Outro exemplo é Jon Snow, de As Crônicas de Gelo e Fogo do autor George R. R. Martin. Jon começa como um menino ressentido por ser tratado diferente – até de forma injusta – por ser um bastardo, que sonha em se tornar um patrulheiro da Patrulha da Noite, uma irmandade que considera honrada e a qual ele pretende honrar. Contudo, ao conhecer os outros membros da Patrulha – muitos deles apenas criminosos que escapavam da pena de morte – e, mais tarde, os selvagens – que achava ser tão brutos, violentos e imorais, mas são pessoas que tentam sair de uma região muito dura e perigosa de se viver para um lugar mais seguro e, acima de tudo, são apenas pessoas – as visões de mundo de Jon se modificam radicalmente. Ele jura servir a Patrulha até a morte, abdicar a possibilidade de ter uma mulher e filhos, e não tomar partes em guerras por pensar que jamais sentiria vontade ou falta de tais coisas. Mais tarde, Jon tenta fugir para ajudar o meio-irmão Robb na rebelião contra a coroa, se alia com os selvagens ao norte da Muralha e tem um relacionamento amoroso com a selvagem Ygritte. Ainda mais, quando seus princípios começam a colidir, ele volta para a Patrulha da Noite, ajuda na batalha contra os selvagens e chega a ser eleito Lorde Comandante. Durante todos esses acontecimentos, ele se questiona sobre tudo o que aprendeu e quais decisões seriam de fato honradas ou se serviam apenas de fachada para encobrir ignorância e preconceito. E, sem trair tudo o que aprendeu e sobre o que refletiu, Jon age como nenhum Lorde Comandante passado e tenta usar a posição para assegurar que os selvagens consigam migrar para um local seguro ao sul da Muralha.

Inclusive, histórias como Jogos Vorazes, As Crônicas de Gelo e Fogo e outras semelhantes da contemporaneidade são principalmente conhecidas por possuírem uma maioria de personagens redondos.

Qual dos dois é o melhor?

A verdadeira pergunta que um escritor deve fazer é: qual dos dois é melhor para a história que quero escrever e o objetivo que pretendo alcançar com esse personagem específico?

Nenhum dos dois é melhor, mais válido ou mais maturo do que o outro. Ambos são importantes em todas as narrativas e tudo depende de contexto.
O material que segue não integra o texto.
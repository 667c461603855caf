//! Core solvers for drift.
//!
//! Two independent puzzles live here:
//!
//! - [`calibration`]: frequency drift. The resulting frequency after one pass
//!   and the first frequency reached twice when the change list repeats.
//! - [`fabric`]: overlapping fabric claims.
//!
//! [`parse`] turns puzzle text into the domain types from `drift-types`.
//! Nothing in this crate performs IO.

pub mod calibration;
pub mod fabric;
pub mod parse;

pub use calibration::{CalibrationError, Progression, first_repeat, resulting_frequency};
pub use fabric::{intact_claim, overlap_area, overlapping_cells};
pub use parse::{FABRIC_SIDE, ParseError, parse_claims, parse_deltas};
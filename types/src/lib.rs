//! Core domain types for drift.
//!
//! This crate contains pure domain types with no IO and minimal dependencies.
//! Everything here can be used from any layer of the application.

// Pedantic lint configuration - these are intentional design choices
#![allow(clippy::missing_errors_doc)] // Result-returning functions are self-explanatory
#![allow(clippy::missing_panics_doc)] // Panics are documented in assertions

mod claim;
mod delta;

pub use claim::{Cells, Claim, ClaimId, Rect};
pub use delta::{DeltaSequence, EmptySequenceError, Occurrence};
Algumas histórias jamais funcionariam com se personagens X ou Y fossem diferentes da forma que foram colocados, enquanto outras poderiam atingir muito mais seu objetivo inicial se fossem de outra maneira.

Às vezes, plano ou redondo também depende de quando se está escrevendo – em certos períodos literários, personagens planos eram os ideais e os redondos poderiam ser visto até como traiçoeiros e com má mensagem; em outros, os redondos eram os mais presentes, como parte da assinatura do próprio movimento artístico.

Sabendo da diferenças entre os dois e as características de cada um, cabe ao artista decidir o que é melhor para sua própria arte.